Monitoring Disappearing File Formats 1: Introduction

Monitoring Disappearing File Formats 1: Introduction

This article is part of a series on monitoring aging file formats. Can you predict which file formats are likely to become obsolete? This project is part of the Dutch Digital Heritage Network Preservation Watch and Preferred Formats program. We will post the entire (translated) series on the OPF platform in the coming weeks.

© 2022 CC-BY-SA-4.0 Rein van ‘t Veer/Netwerk Digitaal Erfgoed
Afbeelding bovenin: © 2022 CC-BY-SA-4.0 auteur, bewerkt van https://www.thingiverse.com/thing:1614896

Original author: Rein van ‘t Veer

In mid-2022, the Preservation Watch working group issued an assignment regarding the monitoring the life cycle of file formats. The purpose of this was to investigate the predictability of aging file formats. In October 2022 Rein van ‘t Veer started this project as “data scientist” (archaeologist by training). This article explains the intended approach to the project and what questions form the base of the research.

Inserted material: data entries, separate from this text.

//! Neo keypair generation on NIST P-256.

use std::fmt;

use p256::elliptic_curve::sec1::ToEncodedPoint;
use p256::SecretKey;
use rand::{CryptoRng, RngCore};
use tracing::debug;

use super::base58;
use super::error::{KeyError, Result};
use super::network::NetworkProfile;
use super::script::{Script, ScriptHash, COMPRESSED_PUBLIC_KEY_LEN};
use super::Address;

/// Width of a P-256 scalar in bytes.
pub const SECRET_KEY_LEN: usize = 32;

/// Length of a decoded WIF payload: prefix + key + compression suffix.
const WIF_PAYLOAD_LEN: usize = SECRET_KEY_LEN + 2;

/// Out-of-range candidates tolerated before the entropy source is
/// considered broken. A healthy source hits one with probability ~2^-32.
const MAX_SCALAR_CANDIDATES: usize = 8;

/// A P-256 keypair with its derived script, script hash and address.
#[derive(Clone)]
pub struct KeyPair {
    /// The private scalar (32 bytes, big-endian)
    secret_key: [u8; SECRET_KEY_LEN],
    /// SEC1 compressed public key
    public_key: [u8; COMPRESSED_PUBLIC_KEY_LEN],
    script: Script,
    address: Address,
    profile: NetworkProfile,
}

impl KeyPair {
    /// Generates a new random keypair for Neo main net.
    ///
    /// Uses the thread-local cryptographically secure random number generator.
    pub fn generate() -> Result<Self> {
        Self::generate_with(&mut rand::thread_rng(), NetworkProfile::default())
    }

    /// Generates a new keypair from an explicit entropy source.
    ///
    /// Candidates outside `[1, n)` are resampled; a failing source is reported
    /// as [`KeyError::KeyGeneration`] immediately.
    pub fn generate_with<R: RngCore + CryptoRng>(
        rng: &mut R,
        profile: NetworkProfile,
    ) -> Result<Self> {
        let mut candidate = [0u8; SECRET_KEY_LEN];

        for _ in 0..MAX_SCALAR_CANDIDATES {
            rng.try_fill_bytes(&mut candidate)
                .map_err(|e| KeyError::KeyGeneration(e.to_string()))?;

            match Self::from_secret_bytes(candidate, profile) {
                Ok(keypair) => {
                    debug!(
                        address = %keypair.address,
                        network = profile.name,
                        "generated keypair"
                    );
                    return Ok(keypair);
                }
                Err(KeyError::InvalidSecretKey) => continue,
                Err(e) => return Err(e),
            }
        }

        Err(KeyError::KeyGeneration(format!(
            "entropy source produced no valid scalar in {} attempts",
            MAX_SCALAR_CANDIDATES
        )))
    }

    /// Builds a keypair from an existing private scalar.
    ///
    /// Fails with [`KeyError::InvalidSecretKey`] if the scalar is zero or not
    /// below the curve order.
    pub fn from_secret_bytes(
        secret_bytes: [u8; SECRET_KEY_LEN],
        profile: NetworkProfile,
    ) -> Result<Self> {
        let secret =
            SecretKey::from_slice(&secret_bytes).map_err(|_| KeyError::InvalidSecretKey)?;
        let encoded = secret.public_key().to_encoded_point(true);

        let public_key: [u8; COMPRESSED_PUBLIC_KEY_LEN] =
            encoded.as_bytes().try_into().map_err(|_| {
                KeyError::KeyGeneration(format!(
                    "compressed point has {} bytes",
                    encoded.as_bytes().len()
                ))
            })?;

        let script = Script::verification(&public_key, &profile);
        let address = Address::from_script_hash(script.hash(), &profile);

        Ok(Self {
            secret_key: secret_bytes,
            public_key,
            script,
            address,
            profile,
        })
    }

    /// Builds a keypair from 64 hex characters of private key.
    pub fn from_private_key_hex(private_key_hex: &str, profile: NetworkProfile) -> Result<Self> {
        let mut secret_bytes = [0u8; SECRET_KEY_LEN];
        hex::decode_to_slice(private_key_hex, &mut secret_bytes)?;
        Self::from_secret_bytes(secret_bytes, profile)
    }

    /// Re-opens a keypair from its WIF string.
    pub fn from_wif(wif: &str, profile: NetworkProfile) -> Result<Self> {
        let payload =
            base58::decode_with_checksum_exact(wif, profile.leading_zeros, WIF_PAYLOAD_LEN)?;

        if payload[0] != profile.wif_prefix {
            return Err(KeyError::InvalidPayload(format!(
                "WIF prefix 0x{:02x}, expected 0x{:02x}",
                payload[0], profile.wif_prefix
            )));
        }
        if payload[WIF_PAYLOAD_LEN - 1] != profile.wif_compression_suffix {
            return Err(KeyError::InvalidPayload(format!(
                "WIF suffix 0x{:02x}, expected 0x{:02x}",
                payload[WIF_PAYLOAD_LEN - 1],
                profile.wif_compression_suffix
            )));
        }

        let mut secret_bytes = [0u8; SECRET_KEY_LEN];
        secret_bytes.copy_from_slice(&payload[1..WIF_PAYLOAD_LEN - 1]);
        let keypair = Self::from_secret_bytes(secret_bytes, profile)?;

        if keypair.wif() != wif {
            return Err(KeyError::InvalidPayload("non-canonical WIF text".into()));
        }
        Ok(keypair)
    }

    /// Returns the private key as 64 lowercase hex characters.
    pub fn private_key_hex(&self) -> String {
        hex::encode(self.secret_key)
    }

    /// Returns the private key bytes.
    pub fn private_key_bytes(&self) -> &[u8; SECRET_KEY_LEN] {
        &self.secret_key
    }

    /// Returns the compressed public key as 66 lowercase hex characters.
    pub fn compressed_public_key_hex(&self) -> String {
        hex::encode(self.public_key)
    }

    pub fn compressed_public_key(&self) -> &[u8; COMPRESSED_PUBLIC_KEY_LEN] {
        &self.public_key
    }

    /// Returns the verification script as hex (`21 <key> ac` on Neo).
    pub fn script(&self) -> String {
        self.script.to_hex()
    }

    /// Returns the verification script.
    pub fn verification_script(&self) -> &Script {
        &self.script
    }

    /// Returns RIPEMD160(SHA256(script)) as 40 lowercase hex characters.
    pub fn script_hash(&self) -> String {
        self.address.script_hash().to_hex()
    }

    pub fn script_hash_bytes(&self) -> &ScriptHash {
        self.address.script_hash()
    }

    /// Returns a reference to the derived address.
    #[inline]
    pub fn address(&self) -> &Address {
        &self.address
    }

    /// Returns the private key in Wallet Import Format.
    pub fn wif(&self) -> String {
        base58::private_key_to_wif(&self.secret_key, &self.profile)
    }

    /// Returns the network profile the keypair renders with.
    pub fn profile(&self) -> &NetworkProfile {
        &self.profile
    }
}

impl fmt::Debug for KeyPair {
    fn fmt(&self, f: &mut fmt::Formatter<'_>) -> fmt::Result {
        f.debug_struct("KeyPair")
            .field("address", &self.address)
            .field("public_key", &self.compressed_public_key_hex())
            .finish_non_exhaustive()
    }
}
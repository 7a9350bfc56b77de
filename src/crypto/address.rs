//! Neo address representation and parsing.

use std::fmt;

use super::base58;
use super::error::{KeyError, Result};
use super::hash::SCRIPT_HASH_LEN;
use super::network::NetworkProfile;
use super::script::ScriptHash;

/// A Base58Check address: version byte followed by a script hash.
#[derive(Clone, PartialEq, Eq, Hash)]
pub struct Address {
    text: String,
    script_hash: ScriptHash,
}

impl Address {
    /// Renders the address for a script hash on the given network.
    pub fn from_script_hash(script_hash: ScriptHash, profile: &NetworkProfile) -> Self {
        let text = base58::script_hash_to_address(script_hash.as_bytes(), profile);
        Self { text, script_hash }
    }

    /// Parses address text, verifying checksum, length, version byte and that
    /// the text is exactly what [`Address::from_script_hash`] renders.
    pub fn parse(text: &str, profile: &NetworkProfile) -> Result<Self> {
        let payload =
            base58::decode_with_checksum_exact(text, profile.leading_zeros, 1 + SCRIPT_HASH_LEN)?;

        if payload[0] != profile.address_version {
            return Err(KeyError::InvalidPayload(format!(
                "address version 0x{:02x}, expected 0x{:02x}",
                payload[0], profile.address_version
            )));
        }

        let mut hash = [0u8; SCRIPT_HASH_LEN];
        hash.copy_from_slice(&payload[1..]);

        // Collapse decoding ignores leading '1's, so compare against the rendering.
        let address = Self::from_script_hash(ScriptHash::from_bytes(hash), profile);
        if address.text != text {
            return Err(KeyError::InvalidPayload(format!(
                "non-canonical address text, expected {}",
                address.text
            )));
        }

        Ok(address)
    }

    /// Returns the Base58 text.
    #[inline]
    pub fn as_str(&self) -> &str {
        &self.text
    }

    #[inline]
    pub fn script_hash(&self) -> &ScriptHash {
        &self.script_hash
    }
}

impl fmt::Debug for Address {
    fn fmt(&self, f: &mut fmt::Formatter<'_>) -> fmt::Result {
        write!(f, "Address({})", self.text)
    }
}

impl fmt::Display for Address {
    fn fmt(&self, f: &mut fmt::Formatter<'_>) -> fmt::Result {
        f.write_str(&self.text)
    }
}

First, a few obvious questions:

  1. What exactly do we mean by file formats?
  2. What does it mean when file formats are “obsolete”?
  3. Why would we want to know which file formats are becoming obsolete?

1. What exactly do we mean by file formats?

The answer to the question of what a file format (or “file type”) is, is less simple than it seems. Many will equate file formats with a filename extension such as “.docx” or “.jpg”, but sometimes this is not correct. Consider, for example, the PDF file format: it has different profiles that offer different functionalities. The PDF/A sub-profiles are recommended for archiving purposes, to ensure that encryption and password protection do not stand in the way of the accessibility of archives.

2. What does it mean when file formats are obsolete?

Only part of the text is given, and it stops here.